Von Hildemaller snapped his fingers and mopped his face again as the Turk sped away from him; then, lighting a German cigar, and puffing at it till he got it going to his satisfaction, he strolled—waddled rather—through the Bazaar, and on to his own quarters.
"Quite a nice sort of fellow, that Douglas Pasha!" he was telling himself as he went. "For a Briton, quite a respectable individual! Conceited? Yes! But then, that's a fault of the nation; but honest, clear-headed, I think, friendly and—yes—certainly—simple!"
"Simple!" did he say? If the worthy German, waddling through the Bazaar, could have seen Major Douglas at that moment, he might have had cause to reflect a little, and to change his opinion. For, though the gallant Major may have made pretence at simplicity when meeting the German, though he may have given the impression of being shallow, of being thoughtless, and of possessing not so much as an atom of cunning, yet Douglas Pasha had not travelled through Mesopotamia, had not met hosts of Germans, had not studied the history of Germany and her people, without learning many lessons. It was a habit of this gallant officer to study unconsciously the character of every individual with whom he came in contact, and thus it happened that the worthy von Hildemaller had, as it were, come under the microscopic examination of this British officer.
"Very charming, ahem! I am sure. A most excellent fellow to meet in a café, say on the Grand Boulevard in Paris, or in the Unter den Linden in Berlin. A generous host, a loud-speaking, merry fellow, but insincere, unscrupulous—like his people—out for something big, something to benefit his own country; to be carefully watched, and distrusted, and yet to be met in the most friendly manner possible."

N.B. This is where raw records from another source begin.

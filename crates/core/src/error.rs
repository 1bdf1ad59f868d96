use std::path::PathBuf;

use thiserror::Error;

use crate::sourcemap::RecordError;

/// Coarse classification of a fatal outcome.
#[derive(Debug, Clone, Copy, PartialEq, Eq)]
pub enum ErrorKind {
    NotFound,
    Read,
    Parse,
    Connection,
    Schema,
    Validation,
    Write,
    Output,
}

/// Every way a single extraction can fail. Each message is one line, prefixed
/// with the resource it concerns.
#[derive(Error, Debug)]
pub enum ExtractError {
    #[error("[{resource}] Provided JSON path doesn't exist, check and try again")]
    NotFound { resource: String },

    #[error("[{resource}] Unable to read source map: {source}")]
    Read {
        resource: String,
        #[source]
        source: std::io::Error,
    },

    #[error("[{resource}] Provided JSON has not been parsed as valid JSON, check and try again")]
    Parse {
        resource: String,
        #[source]
        source: serde_json::Error,
    },

    #[error("[{resource}] Error connecting to remote resource")]
    Connection {
        resource: String,
        #[source]
        source: reqwest::Error,
    },

    #[error("[{resource}] Provided URL is missing a schema, add a schema and try again")]
    MissingSchema { resource: String },

    #[error("[{resource}] Provided URL uses unsupported scheme '{scheme}', use http or https")]
    UnsupportedScheme { resource: String, scheme: String },

    #[error("[{resource}] Provided URL is not valid: {source}")]
    InvalidUrl {
        resource: String,
        #[source]
        source: url::ParseError,
    },

    #[error("[{resource}] Error verifying source map")]
    Validation { resource: String },

    #[error("[{resource}] Error verifying source map: {reason}")]
    Malformed {
        resource: String,
        #[source]
        reason: RecordError,
    },

    #[error("[{resource}] Error extracting file {source_path}")]
    Write {
        resource: String,
        source_path: String,
        target: PathBuf,
        #[source]
        source: std::io::Error,
    },

    /// `sourcesContent` has no usable string at the index of a declared source.
    #[error("[{resource}] Error extracting file {source_path}")]
    MissingContent {
        resource: String,
        source_path: String,
        index: usize,
    },

    #[error("failed to write report: {0}")]
    Output(#[from] std::io::Error),
}

impl ExtractError {
    pub fn kind(&self) -> ErrorKind {
        match self {
            ExtractError::NotFound { .. } => ErrorKind::NotFound,
            ExtractError::Read { .. } => ErrorKind::Read,
            ExtractError::Parse { .. } => ErrorKind::Parse,
            ExtractError::Connection { .. } => ErrorKind::Connection,
            ExtractError::MissingSchema { .. }
            | ExtractError::UnsupportedScheme { .. }
            | ExtractError::InvalidUrl { .. } => ErrorKind::Schema,
            ExtractError::Validation { .. } | ExtractError::Malformed { .. } => {
                ErrorKind::Validation
            }
            ExtractError::Write { .. } | ExtractError::MissingContent { .. } => ErrorKind::Write,
            ExtractError::Output(_) => ErrorKind::Output,
        }
    }
}
//! Named cache registry with aggregate metrics
//!
//! Mirrors the circuit breaker registry: one lazily created cache per name,
//! constructed explicitly and passed by reference rather than held as global
//! state.

use std::sync::Arc;

use dashmap::DashMap;
use serde::Serialize;
use tracing::info;

use super::{BoundedCache, CacheMetrics};
use crate::config::CacheConfig;

/// Registry of named bounded caches sharing one value type
pub struct CacheRegistry<V> {
    caches: DashMap<String, Arc<BoundedCache<V>>>,
    default_config: CacheConfig,
}

impl<V: Clone + Serialize> CacheRegistry<V> {
    /// Create a registry that applies `default_config` to new caches
    #[must_use]
    pub fn new(default_config: CacheConfig) -> Self {
        Self {
            caches: DashMap::new(),
            default_config,
        }
    }

    /// Get the cache for `name`, creating it with the registry default
    /// config if absent. Exactly one instance per name, ever.
    #[must_use]
    pub fn get(&self, name: &str) -> Arc<BoundedCache<V>> {
        self.get_with(name, &self.default_config)
    }

    /// Get the cache for `name`, creating it with `config` if absent.
    ///
    /// The config only applies on creation; an existing cache keeps its
    /// original configuration.
    #[must_use]
    pub fn get_with(&self, name: &str, config: &CacheConfig) -> Arc<BoundedCache<V>> {
        self.caches
            .entry(name.to_string())
            .or_insert_with(|| Arc::new(BoundedCache::new(name, config.clone())))
            .clone()
    }

    /// Metrics snapshot per cache
    #[must_use]
    pub fn all_metrics(&self) -> Vec<CacheMetrics> {
        self.caches
            .iter()
            .map(|entry| entry.value().metrics())
            .collect()
    }

    /// Metrics summed across every named cache
    #[must_use]
    pub fn aggregate_metrics(&self) -> CacheMetrics {
        let mut total = CacheMetrics {
            name: "aggregate".to_string(),
            hits: 0,
            misses: 0,
            evictions: 0,
            total_requests: 0,
            hit_rate: 0.0,
            entry_count: 0,
            memory_bytes: 0,
        };

        for entry in &self.caches {
            let metrics = entry.value().metrics();
            total.hits += metrics.hits;
            total.misses += metrics.misses;
            total.evictions += metrics.evictions;
            total.total_requests += metrics.total_requests;
            total.entry_count += metrics.entry_count;
            total.memory_bytes += metrics.memory_bytes;
        }

        #[allow(clippy::cast_precision_loss)]
        if total.total_requests > 0 {
            total.hit_rate = total.hits as f64 / total.total_requests as f64;
        }
        total
    }

    /// Clear every named cache
    pub fn clear_all(&self) {
        for entry in &self.caches {
            entry.value().clear();
        }
        info!(count = self.caches.len(), "all caches cleared");
    }

    /// Number of caches created so far
    #[must_use]
    pub fn len(&self) -> usize {
        self.caches.len()
    }

    /// Whether no cache has been created yet
    #[must_use]
    pub fn is_empty(&self) -> bool {
        self.caches.is_empty()
    }
}

impl<V: Clone + Serialize> Default for CacheRegistry<V> {
    fn default() -> Self {
        Self::new(CacheConfig::default())
    }
}

#[cfg(test)]
mod tests {
    use super::*;

    #[test]
    fn test_lazy_creation_returns_same_instance() {
        let registry: CacheRegistry<u32> = CacheRegistry::default();

        let a = registry.get("crawl");
        let b = registry.get("crawl");
        assert!(Arc::ptr_eq(&a, &b));
        assert_eq!(registry.len(), 1);
    }

    #[test]
    fn test_aggregate_metrics() {
        let registry: CacheRegistry<u32> = CacheRegistry::default();

        let crawl = registry.get("crawl");
        let llm = registry.get("llm");

        crawl.set("a", 1, None);
        crawl.get("a");
        crawl.get("missing");
        llm.set("b", 2, None);
        llm.get("b");

        let total = registry.aggregate_metrics();
        assert_eq!(total.hits, 2);
        assert_eq!(total.misses, 1);
        assert_eq!(total.total_requests, 3);
        assert_eq!(total.entry_count, 2);
        assert!(total.memory_bytes > 0);
    }

    #[test]
    fn test_clear_all() {
        let registry: CacheRegistry<u32> = CacheRegistry::default();
        registry.get("a").set("k", 1, None);
        registry.get("b").set("k", 2, None);

        registry.clear_all();

        assert_eq!(registry.aggregate_metrics().entry_count, 0);
    }
}
//! Configuration structures for breakers, caches, and the orchestrator
//!
//! The host application owns loading and merging configuration; this module
//! only defines the serde-able shapes and their defaults. Durations accept
//! human-readable strings ("30s", "100ms", "5m").

use std::time::Duration;

use serde::{Deserialize, Serialize};

/// Circuit breaker configuration, immutable per instance
#[derive(Debug, Clone, Serialize, Deserialize)]
#[serde(default)]
pub struct CircuitBreakerConfig {
    /// Consecutive failures in closed state before opening
    pub failure_threshold: u32,
    /// Consecutive successes in half-open state before closing
    pub success_threshold: u32,
    /// How long the breaker stays open before probing
    #[serde(with = "humantime_serde")]
    pub recovery_timeout: Duration,
}

impl Default for CircuitBreakerConfig {
    fn default() -> Self {
        Self {
            failure_threshold: 3,
            success_threshold: 2,
            recovery_timeout: Duration::from_secs(30),
        }
    }
}

/// Bounded cache configuration
#[derive(Debug, Clone, Serialize, Deserialize)]
#[serde(default)]
pub struct CacheConfig {
    /// Maximum number of entries before LRU eviction
    pub max_entries: usize,
    /// Memory budget in bytes (estimated) before LRU eviction
    pub max_memory: usize,
    /// TTL applied when `set` is called without an explicit TTL
    #[serde(with = "humantime_serde")]
    pub default_ttl: Duration,
    /// Interval between active expiry sweeps
    #[serde(with = "humantime_serde")]
    pub sweep_interval: Duration,
}

impl Default for CacheConfig {
    fn default() -> Self {
        Self {
            max_entries: 1000,
            max_memory: 50 * 1024 * 1024,
            default_ttl: Duration::from_secs(300),
            sweep_interval: Duration::from_secs(60),
        }
    }
}

/// Fallback orchestrator configuration
#[derive(Debug, Clone, Serialize, Deserialize)]
#[serde(default)]
pub struct OrchestratorConfig {
    /// TTL for cached resolutions
    #[serde(with = "humantime_serde")]
    pub result_ttl: Duration,
    /// Breaker configuration applied to tiers whose breaker does not exist yet
    pub tier_breaker: CircuitBreakerConfig,
}

impl Default for OrchestratorConfig {
    fn default() -> Self {
        Self {
            result_ttl: Duration::from_secs(300),
            tier_breaker: CircuitBreakerConfig::default(),
        }
    }
}

/// Custom humantime serde module for Duration
pub mod humantime_serde {
    use std::time::Duration;

    use serde::{self, Deserialize, Deserializer, Serializer};

    /// Serialize Duration to a human-readable string (e.g., "30s", "100ms")
    ///
    /// # Errors
    ///
    /// Returns a serialization error if the serializer fails.
    pub fn serialize<S>(duration: &Duration, serializer: S) -> Result<S::Ok, S::Error>
    where
        S: Serializer,
    {
        if duration.subsec_millis() == 0 {
            serializer.serialize_str(&format!("{}s", duration.as_secs()))
        } else {
            serializer.serialize_str(&format!("{}ms", duration.as_millis()))
        }
    }

    /// Deserialize a human-readable duration string (e.g., "30s", "5m", "100ms")
    ///
    /// # Errors
    ///
    /// Returns a deserialization error if the string cannot be parsed as a duration.
    pub fn deserialize<'de, D>(deserializer: D) -> Result<Duration, D::Error>
    where
        D: Deserializer<'de>,
    {
        let s = String::deserialize(deserializer)?;

        // "ms" must be checked before "m" and "s"
        if let Some(ms) = s.strip_suffix("ms") {
            ms.parse::<u64>()
                .map(Duration::from_millis)
                .map_err(serde::de::Error::custom)
        } else if let Some(secs) = s.strip_suffix('s') {
            secs.parse::<u64>()
                .map(Duration::from_secs)
                .map_err(serde::de::Error::custom)
        } else if let Some(mins) = s.strip_suffix('m') {
            mins.parse::<u64>()
                .map(|m| Duration::from_secs(m * 60))
                .map_err(serde::de::Error::custom)
        } else {
            // Assume seconds
            s.parse::<u64>()
                .map(Duration::from_secs)
                .map_err(serde::de::Error::custom)
        }
    }
}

That was the Major's summing-up of the excellent and cunning von Hildemaller; and now, as he took the nearest cut back to his own apartments in the city of Bagdad, apartments which he had occupied on more than one occasion, there was something in his face which, if the German could have seen it, would have warned him that Douglas Pasha was hardly so simple as he anticipated.
"Unfortunate meeting that German," Joe Douglas was telling himself as he hurried along. "Of course he knows just as well as I do that war has been declared between Great Britain and Germany, and that Turkey is likely to come into the conflict. That being the case, he and I are hardly likely to remain on speaking terms after this; indeed, he'll look upon me as a dangerous enemy, just as I look upon him. Shouldn't wonder if his hirelings are already watching me, and—yes—there are tales of the worthy Herr von Hildemaller which aren't too pleasant."
Rapping sharply on the door of his lodgings, he was admitted by an Armenian servant, and at once strode into his sitting-room. Throwing himself into a cane-seated chair and lighting a cigarette, he then rapped sharply on the table.
"Pack up," he ordered; "we leave in five minutes. Wait! What's that?"